How verification works

  1. You call POST /verify/init with an API key, a platform_user_id to verify, and a callback_url to receive the result. Auth314 creates a one-time session and returns a verify_url.
  2. The end user opens verify_url and completes the Pi Sign-in OAuth flow against Pi Network's own servers. Auth314 never sees the user's Pi password or any Pi Network credentials — only the access token Pi's OAuth flow returns.
  3. Auth314 verifies that access token against the Pi Platform API to confirm the user's identity, then POSTs a one-time result to your callback_url.
Your app                Auth314                  Pi Network
   |  POST /verify/init     |                          |
   |----------------------->|                          |
   |  { verify_url }        |                          |
   |<-----------------------|                          |
   |                        |                          |
   |  (user opens verify_url)                           |
   |                        |  OAuth flow              |
   |                        |------------------------->|
   |                        |  access token            |
   |                        |<-------------------------|
   |                        |  verify token             |
   |                        |------------------------->|
   |                        |  uid, username            |
   |                        |<-------------------------|
   |  POST callback_url     |                          |
   |<-----------------------|                          |

One-to-one enforcement

Auth314 maps each Pi account to exactly one (platform, platform_user_id, guild_id) at a time.
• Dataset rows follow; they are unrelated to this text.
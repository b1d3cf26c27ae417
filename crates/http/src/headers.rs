//! Request headers: a fixed map or a function evaluated per request.

use std::fmt;
use std::sync::Arc;

use chunkup_transfer::TransportError;
use reqwest::header::{HeaderMap, HeaderName, HeaderValue};

/// Produces headers for one request.
pub type HeaderFn = Arc<dyn Fn() -> HeaderMap + Send + Sync>;

/// Where request headers come from.
#[derive(Clone, Default)]
pub enum HeaderSource {
    #[default]
    None,
    Static(HeaderMap),
    /// Re-evaluated for every request, e.g. to refresh auth tokens per chunk.
    Dynamic(HeaderFn),
}

impl HeaderSource {
    /// Wraps a closure as a dynamic source.
    pub fn dynamic<F>(f: F) -> Self
    where
        F: Fn() -> HeaderMap + Send + Sync + 'static,
    {
        HeaderSource::Dynamic(Arc::new(f))
    }

    /// Builds a static source from name/value pairs.
    pub fn from_pairs<I, K, V>(pairs: I) -> Result<Self, TransportError>
    where
        I: IntoIterator<Item = (K, V)>,
        K: AsRef<str>,
        V: AsRef<str>,
    {
        let mut map = HeaderMap::new();
        for (name, value) in pairs {
            let name = name.as_ref();
            let header_name = HeaderName::from_bytes(name.as_bytes())
                .map_err(|_| TransportError::InvalidHeader(name.to_string()))?;
            let header_value = HeaderValue::from_str(value.as_ref())
                .map_err(|_| TransportError::InvalidHeader(name.to_string()))?;
            map.insert(header_name, header_value);
        }
        Ok(HeaderSource::Static(map))
    }

    /// Returns the headers for the next request.
    pub fn resolve(&self) -> HeaderMap {
        match self {
            HeaderSource::None => HeaderMap::new(),
            HeaderSource::Static(map) => map.clone(),
            HeaderSource::Dynamic(f) => f(),
        }
    }
}

impl From<HeaderMap> for HeaderSource {
    fn from(map: HeaderMap) -> Self {
        HeaderSource::Static(map)
    }
}

impl fmt::Debug for HeaderSource {
    fn fmt(&self, f: &mut fmt::Formatter<'_>) -> fmt::Result {
        match self {
            HeaderSource::None => f.write_str("None"),
            HeaderSource::Static(map) => f.debug_tuple("Static").field(map).finish(),
            HeaderSource::Dynamic(_) => f.write_str("Dynamic(..)"),
        }
    }
}

#[cfg(test)]
mod tests {
    use super::*;
    use std::sync::atomic::{AtomicUsize, Ordering};

    #[test]
    fn none_resolves_empty() {
        assert!(HeaderSource::None.resolve().is_empty());
    }

    #[test]
    fn from_pairs_builds_static_map() {
        let source = HeaderSource::from_pairs([("Authorization", "Bearer t"), ("X-App", "1")]).unwrap();
        let headers = source.resolve();
        assert_eq!(headers["authorization"], "Bearer t");
        assert_eq!(headers["x-app"], "1");
    }

    #[test]
    fn from_pairs_rejects_invalid_names() {
        let err = HeaderSource::from_pairs([("bad header", "v")]).unwrap_err();
        assert!(matches!(err, TransportError::InvalidHeader(name) if name == "bad header"));
    }

    #[test]
    fn from_pairs_rejects_invalid_values() {
        let err = HeaderSource::from_pairs([("x-token", "line\nbreak")]).unwrap_err();
        assert!(matches!(err, TransportError::InvalidHeader(_)));
    }

    #[test]
    fn dynamic_is_evaluated_each_time() {
        let calls = Arc::new(AtomicUsize::new(0));
        let counter = Arc::clone(&calls);
        let source = HeaderSource::dynamic(move || {
            let n = counter.fetch_add(1, Ordering::SeqCst);
            let mut map = HeaderMap::new();
            map.insert("x-token", HeaderValue::from(n as u64));
            map
        });

        assert_eq!(source.resolve()["x-token"], "0");
        assert_eq!(source.resolve()["x-token"], "1");
        assert_eq!(calls.load(Ordering::SeqCst), 2);
    }
}
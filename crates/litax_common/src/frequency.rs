//! Frequencies written as `"6MHz"`, `"1200Hz"` and the like.

use serde::{Deserialize, Serialize};
use std::fmt;
use std::str::FromStr;

/// A frequency in Hertz.
///
/// Parses `GHz`, `MHz`, `kHz` and `Hz` suffixes case-insensitively. A bare
/// number is taken as Hertz.
#[derive(Clone, Copy, PartialEq, PartialOrd, Serialize, Deserialize)]
pub struct Frequency(f64);

impl Frequency {
    /// Creates a frequency from a value in Hertz.
    pub fn new(hz: f64) -> Self {
        Self(hz)
    }

    /// The value in Hertz.
    pub fn hz(&self) -> f64 {
        self.0
    }
}

impl fmt::Debug for Frequency {
    fn fmt(&self, f: &mut fmt::Formatter<'_>) -> fmt::Result {
        write!(f, "Frequency({self})")
    }
}

impl fmt::Display for Frequency {
    fn fmt(&self, f: &mut fmt::Formatter<'_>) -> fmt::Result {
        let hz = self.0;
        if hz >= 1e9 {
            write!(f, "{}GHz", hz / 1e9)
        } else if hz >= 1e6 {
            write!(f, "{}MHz", hz / 1e6)
        } else if hz >= 1e3 {
            write!(f, "{}kHz", hz / 1e3)
        } else {
            write!(f, "{hz}Hz")
        }
    }
}

/// Returned when a frequency string cannot be parsed.
#[derive(Debug, Clone, PartialEq, Eq)]
pub struct ParseFrequencyError {
    /// The rejected input.
    pub input: String,
}

impl fmt::Display for ParseFrequencyError {
    fn fmt(&self, f: &mut fmt::Formatter<'_>) -> fmt::Result {
        write!(f, "invalid frequency: '{}'", self.input)
    }
}

impl std::error::Error for ParseFrequencyError {}

impl FromStr for Frequency {
    type Err = ParseFrequencyError;

    fn from_str(s: &str) -> Result<Self, Self::Err> {
        let s = s.trim();
        let err = || ParseFrequencyError {
            input: s.to_string(),
        };

        let lower = s.to_ascii_lowercase();
        let (num, scale) = [("ghz", 1e9), ("mhz", 1e6), ("khz", 1e3), ("hz", 1.0)]
            .into_iter()
            .find_map(|(suffix, scale)| lower.strip_suffix(suffix).map(|n| (n, scale)))
            .unwrap_or((lower.as_str(), 1.0));

        let val: f64 = num.trim().parse().map_err(|_| err())?;
        let hz = val * scale;
        if !hz.is_finite() {
            return Err(err());
        }
        Ok(Frequency(hz))
    }
}

#[cfg(test)]
mod tests {
    use super::*;

    #[test]
    fn parse_mhz() {
        let f: Frequency = "6MHz".parse().unwrap();
        assert_eq!(f.hz(), 6_000_000.0);
    }

    #[test]
    fn parse_khz_and_hz() {
        assert_eq!("2.2kHz".parse::<Frequency>().unwrap().hz(), 2200.0);
        assert_eq!("1200Hz".parse::<Frequency>().unwrap().hz(), 1200.0);
        assert_eq!("1GHz".parse::<Frequency>().unwrap().hz(), 1e9);
    }

    #[test]
    fn parse_bare_number() {
        assert_eq!("48000".parse::<Frequency>().unwrap().hz(), 48_000.0);
    }

    #[test]
    fn parse_is_case_insensitive() {
        assert_eq!("6mhz".parse::<Frequency>().unwrap().hz(), 6e6);
    }

    #[test]
    fn parse_rejects_garbage() {
        let err = "fast".parse::<Frequency>().unwrap_err();
        assert_eq!(err.to_string(), "invalid frequency: 'fast'");
        assert!("infHz".parse::<Frequency>().is_err());
    }

    #[test]
    fn parse_rejects_overflow_after_scaling() {
        assert!("1e308GHz".parse::<Frequency>().is_err());
        assert!("1e300kHz".parse::<Frequency>().is_err());
        assert_eq!("1e300Hz".parse::<Frequency>().unwrap().hz(), 1e300);
    }

    #[test]
    fn display_picks_unit() {
        assert_eq!(Frequency::new(6e6).to_string(), "6MHz");
        assert_eq!(Frequency::new(2200.0).to_string(), "2.2kHz");
        assert_eq!(Frequency::new(500.0).to_string(), "500Hz");
    }
}
//! Errors raised while driving a model or writing its trace.

use std::io;

/// Errors that can occur during a testbench run.
#[derive(Debug, thiserror::Error)]
pub enum SimError {
    /// Writing or creating the waveform file failed.
    #[error("waveform I/O error: {0}")]
    WaveformIo(#[from] io::Error),

    /// A traced signal was referenced that the recorder never registered,
    /// or a sampled value disagrees with its declared width.
    #[error("invalid signal reference: {reason}")]
    InvalidSignalRef {
        /// What was wrong with the reference.
        reason: String,
    },

    /// The model produced a different number of samples than its trace
    /// hierarchy declares.
    #[error("model sampled {actual} values but declares {expected} traced signals")]
    SampleMismatch {
        /// Number of signals in the trace hierarchy.
        expected: usize,
        /// Number of values the model produced.
        actual: usize,
    },

    /// The model rejected an evaluation step.
    #[error("model error: {reason}")]
    Model {
        /// Description supplied by the model.
        reason: String,
    },
}
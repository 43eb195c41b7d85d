//! Trace timescales and human-readable time formatting.
//!
//! The testbench counts time in unitless ticks (one tick per clock toggle).
//! A [`Timescale`] gives those ticks a physical unit in the waveform header
//! and in run summaries.

use serde::{Deserialize, Serialize};
use std::fmt;
use std::str::FromStr;

/// Femtoseconds per picosecond.
pub const FS_PER_PS: u64 = 1_000;
/// Femtoseconds per nanosecond.
pub const FS_PER_NS: u64 = 1_000_000;
/// Femtoseconds per microsecond.
pub const FS_PER_US: u64 = 1_000_000_000;
/// Femtoseconds per millisecond.
pub const FS_PER_MS: u64 = 1_000_000_000_000;
/// Femtoseconds per second.
pub const FS_PER_S: u64 = 1_000_000_000_000_000;

/// Unit part of a VCD `$timescale`.
#[derive(Clone, Copy, Debug, PartialEq, Eq, Hash, Serialize, Deserialize)]
pub enum TimeUnit {
    /// Femtoseconds.
    Fs,
    /// Picoseconds.
    Ps,
    /// Nanoseconds.
    Ns,
    /// Microseconds.
    Us,
    /// Milliseconds.
    Ms,
    /// Seconds.
    S,
}

impl TimeUnit {
    /// Length of one unit in femtoseconds.
    pub fn fs(self) -> u64 {
        match self {
            TimeUnit::Fs => 1,
            TimeUnit::Ps => FS_PER_PS,
            TimeUnit::Ns => FS_PER_NS,
            TimeUnit::Us => FS_PER_US,
            TimeUnit::Ms => FS_PER_MS,
            TimeUnit::S => FS_PER_S,
        }
    }

    /// The suffix used in VCD headers (`"ps"`, `"ns"`, ...).
    pub fn suffix(self) -> &'static str {
        match self {
            TimeUnit::Fs => "fs",
            TimeUnit::Ps => "ps",
            TimeUnit::Ns => "ns",
            TimeUnit::Us => "us",
            TimeUnit::Ms => "ms",
            TimeUnit::S => "s",
        }
    }

    fn from_suffix(s: &str) -> Option<Self> {
        match s {
            "fs" => Some(TimeUnit::Fs),
            "ps" => Some(TimeUnit::Ps),
            "ns" => Some(TimeUnit::Ns),
            "us" => Some(TimeUnit::Us),
            "ms" => Some(TimeUnit::Ms),
            "s" => Some(TimeUnit::S),
            _ => None,
        }
    }
}

/// The duration of one trace tick, e.g. `1ps` or `10ns`.
///
/// VCD only allows magnitudes of 1, 10 and 100.
#[derive(Clone, Copy, Debug, PartialEq, Eq, Hash, Serialize, Deserialize)]
pub struct Timescale {
    magnitude: u32,
    unit: TimeUnit,
}

impl Timescale {
    /// Creates a timescale, rejecting magnitudes other than 1, 10 and 100.
    pub fn new(magnitude: u32, unit: TimeUnit) -> Option<Self> {
        matches!(magnitude, 1 | 10 | 100).then_some(Self { magnitude, unit })
    }

    /// The numeric part.
    pub fn magnitude(&self) -> u32 {
        self.magnitude
    }

    /// The unit part.
    pub fn unit(&self) -> TimeUnit {
        self.unit
    }

    /// Femtoseconds covered by one tick.
    pub fn fs_per_tick(&self) -> u64 {
        self.magnitude as u64 * self.unit.fs()
    }

    /// Converts a tick count to femtoseconds, saturating on overflow.
    pub fn ticks_to_fs(&self, ticks: u64) -> u64 {
        ticks.saturating_mul(self.fs_per_tick())
    }
}

impl Default for Timescale {
    fn default() -> Self {
        Self {
            magnitude: 1,
            unit: TimeUnit::Ps,
        }
    }
}

impl fmt::Display for Timescale {
    fn fmt(&self, f: &mut fmt::Formatter<'_>) -> fmt::Result {
        write!(f, "{}{}", self.magnitude, self.unit.suffix())
    }
}

/// Returned when a timescale string cannot be parsed.
#[derive(Debug, Clone, PartialEq, Eq, thiserror::Error)]
#[error("invalid timescale '{input}' (expected 1, 10 or 100 followed by fs, ps, ns, us, ms or s)")]
pub struct ParseTimescaleError {
    /// The rejected input.
    pub input: String,
}

impl FromStr for Timescale {
    type Err = ParseTimescaleError;

    fn from_str(s: &str) -> Result<Self, Self::Err> {
        let s = s.trim();
        let err = || ParseTimescaleError {
            input: s.to_string(),
        };

        let digit_end = s.find(|c: char| !c.is_ascii_digit()).unwrap_or(s.len());
        let magnitude: u32 = s[..digit_end].parse().map_err(|_| err())?;
        let unit = TimeUnit::from_suffix(s[digit_end..].trim()).ok_or_else(err)?;
        Timescale::new(magnitude, unit).ok_or_else(err)
    }
}

/// Formats a femtosecond count using the largest unit that divides it.
pub fn format_fs(fs: u64) -> String {
    if fs == 0 {
        return "0 fs".to_string();
    }
    for (unit, name) in [
        (FS_PER_S, "s"),
        (FS_PER_MS, "ms"),
        (FS_PER_US, "us"),
        (FS_PER_NS, "ns"),
        (FS_PER_PS, "ps"),
    ] {
        if fs >= unit && fs.is_multiple_of(unit) {
            return format!("{} {name}", fs / unit);
        }
    }
    format!("{fs} fs")
}

#[cfg(test)]
mod tests {
    use super::*;

    #[test]
    fn default_is_one_picosecond() {
        let ts = Timescale::default();
        assert_eq!(ts.to_string(), "1ps");
        assert_eq!(ts.fs_per_tick(), FS_PER_PS);
    }

    #[test]
    fn parse_valid() {
        let ts: Timescale = "10ns".parse().unwrap();
        assert_eq!(ts.magnitude(), 10);
        assert_eq!(ts.unit(), TimeUnit::Ns);
        assert_eq!(ts.fs_per_tick(), 10 * FS_PER_NS);
        assert_eq!(" 100 us ".parse::<Timescale>().unwrap().to_string(), "100us");
    }

    #[test]
    fn parse_rejects_bad_magnitude() {
        let err = "5ns".parse::<Timescale>().unwrap_err();
        assert_eq!(err.input, "5ns");
    }

    #[test]
    fn parse_rejects_bad_unit_or_missing_number() {
        assert!("1min".parse::<Timescale>().is_err());
        assert!("ns".parse::<Timescale>().is_err());
        assert!("".parse::<Timescale>().is_err());
    }

    #[test]
    fn ticks_to_fs_saturates() {
        let ts: Timescale = "100s".parse().unwrap();
        assert_eq!(ts.ticks_to_fs(2), 200 * FS_PER_S);
        assert_eq!(ts.ticks_to_fs(u64::MAX), u64::MAX);
    }

    #[test]
    fn format_fs_picks_largest_unit() {
        assert_eq!(format_fs(0), "0 fs");
        assert_eq!(format_fs(200_000 * FS_PER_PS), "200 ns");
        assert_eq!(format_fs(3 * FS_PER_MS), "3 ms");
        assert_eq!(format_fs(1500), "1500 fs");
    }

    #[test]
    fn serde_roundtrip() {
        let ts: Timescale = "10us".parse().unwrap();
        let json = serde_json::to_string(&ts).unwrap();
        let back: Timescale = serde_json::from_str(&json).unwrap();
        assert_eq!(ts, back);
    }
}
//! `litax init`: write a default `litax.toml`.

use std::fs;
use std::path::{Path, PathBuf};

use litax_config::CONFIG_FILE_NAME;

use crate::GlobalArgs;

/// Runs the `litax init` command.
///
/// Creates `dir` if needed and writes a commented `litax.toml` holding the
/// stock bench settings. Refuses to overwrite an existing file.
pub fn run(dir: Option<&Path>, global: &GlobalArgs) -> Result<i32, Box<dyn std::error::Error>> {
    let dir = match dir {
        Some(d) => d.to_path_buf(),
        None => std::env::current_dir()?,
    };
    let path = dir.join(CONFIG_FILE_NAME);
    if path.exists() {
        return Err(format!("{} already exists", path.display()).into());
    }
    fs::create_dir_all(&dir)?;

    let name = project_name(&dir);
    fs::write(&path, default_config(&name))?;
    if !global.quiet {
        eprintln!("     Created {}", path.display());
    }
    Ok(0)
}

fn project_name(dir: &Path) -> String {
    let dir = if dir.as_os_str().is_empty() || dir == Path::new(".") {
        std::env::current_dir().unwrap_or_else(|_| PathBuf::from("."))
    } else {
        dir.to_path_buf()
    };
    dir.file_name()
        .and_then(|n| n.to_str())
        .unwrap_or("litax")
        .to_string()
}

fn default_config(name: &str) -> String {
    format!(
        r#"[project]
name = "{name}"
top = "adc_tb_top"

[clock]
frequency = "6MHz"

[reset]
release_tick = 5

[run]
# Defaults to one whole FSK burst: 2 * bits * clock / baud.
# ticks = 200000

[trace]
enabled = true
path = "logs/vlt_dump.vcd"
format = "vcd"
levels = 99
timescale = "1ps"

[adc]
num_bits = 10

[modem]
bits = 20
baud = 1200
mark = "1200Hz"
space = "2200Hz"
# seed = 1
"#
    )
}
If the same Pi account later verifies under a different platform identity, Auth314 automatically revokes the previous one and sends verified: false to that operator's original callback_url.

Why you never receive Pi identity

Per Pi's Developer Terms of Use, a user's Pi UID and username may not be shared with third parties. Auth314 stores that identity internally to enforce one-to-one verification and for its own audit trail, but every webhook you receive contains only platform_user_id, guild_id, and verified — values you already know, confirmed.

Not affiliated with Pi Network or the Pi Core Team.